Liposome Cell Uptake Assay

Liposomes were stained with 0.25% nile red (Sigma-Aldrich) for 24 h at room temperature. Free nile red was removed from liposomes by centrifugation at 3000 xg for 30 min in filter membranes (Amicon, Sigma-Aldrich, molecular cutoff: 10,000 MWCO). 10⁶ HMC3 or SVGA cells were seeded on glass cover slips and grown for 24 h. Stained liposomes (or the nile red staining solution for control) were applied to the cells for 24 h in concentrations corresponding to 0.01 µM free curcumin.

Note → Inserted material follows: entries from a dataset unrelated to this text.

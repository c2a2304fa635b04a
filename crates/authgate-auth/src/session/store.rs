//! Server-side refresh session registry.
//!
//! Maps a refresh token's session ID (`jti`) to its subject and stored
//! expiry. A refresh token is live iff its session is present here; the
//! stored expiry is authoritative over the token's own embedded expiry.

use chrono::{DateTime, Utc};
use dashmap::DashMap;
use tracing::warn;
use uuid::Uuid;

/// A live refresh session record.
#[derive(Debug, Clone, PartialEq, Eq)]
pub struct RefreshSession {
    /// Subject the refresh token was issued to.
    pub subject: String,
    /// Stored expiry; honored even if the token's embedded expiry differs.
    pub expires_at: DateTime<Utc>,
}

/// Concurrent in-memory session registry.
///
/// No cross-key coordination is needed, so a concurrent map with per-key
/// entry operations is sufficient.
#[derive(Debug, Default)]
pub struct SessionStore {
    sessions: DashMap<Uuid, RefreshSession>,
}

impl SessionStore {
    /// Creates a new empty store.
    pub fn new() -> Self {
        Self {
            sessions: DashMap::new(),
        }
    }

    /// Registers a session for a freshly issued refresh token.
    ///
    /// Session IDs are minted from a cryptographically random generator, so
    /// overwriting a live entry indicates an id-generation defect.
    pub fn register(&self, session_id: Uuid, subject: &str, expires_at: DateTime<Utc>) {
        let previous = self.sessions.insert(
            session_id,
            RefreshSession {
                subject: subject.to_string(),
                expires_at,
            },
        );

        if previous.is_some() {
            warn!(session_id = %session_id, "Session id collision on register");
        }
    }

    /// Looks up a session by ID.
    ///
    /// Absent covers never-existed and revoked alike. A record past its
    /// stored expiry is treated as absent and removed.
    pub fn lookup(&self, session_id: Uuid) -> Option<RefreshSession> {
        let record = self.sessions.get(&session_id)?.clone();

        if record.expires_at <= Utc::now() {
            drop(self.sessions.remove(&session_id));
            return None;
        }

        Some(record)
    }

    /// Revokes a session. Revoking an absent ID is a no-op.
    pub fn revoke(&self, session_id: Uuid) {
        self.sessions.remove(&session_id);
    }

    /// Number of live (possibly expired-but-unpruned) records.
    pub fn len(&self) -> usize {
        self.sessions.len()
    }

    /// Whether the store holds no records.
    pub fn is_empty(&self) -> bool {
        self.sessions.is_empty()
    }
}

Cells were fixed with 4% paraformaldehyde (PFA, in phosphate-buffered saline, PBS), rinsed with PBS (3x), incubated with Alexa Fluor 647 labelled wheat germ agglutinin (Thermo Fisher scientific, 1:200) for 1 h, rinsed with PBS (3x). Then, nuclei were counterstained with 4′,6-diamidino-2-phenylindole (DAPI, Sigma-Aldrich, 30 min) and cover slips were embedded after rinsing with PBS and distilled water using Shandon Immumount (Thermo Fisher scientific). Cover slips were inspected and documented using an Axiovert 200M microscope with Apotome (Zeiss, Oberkochem, Germany).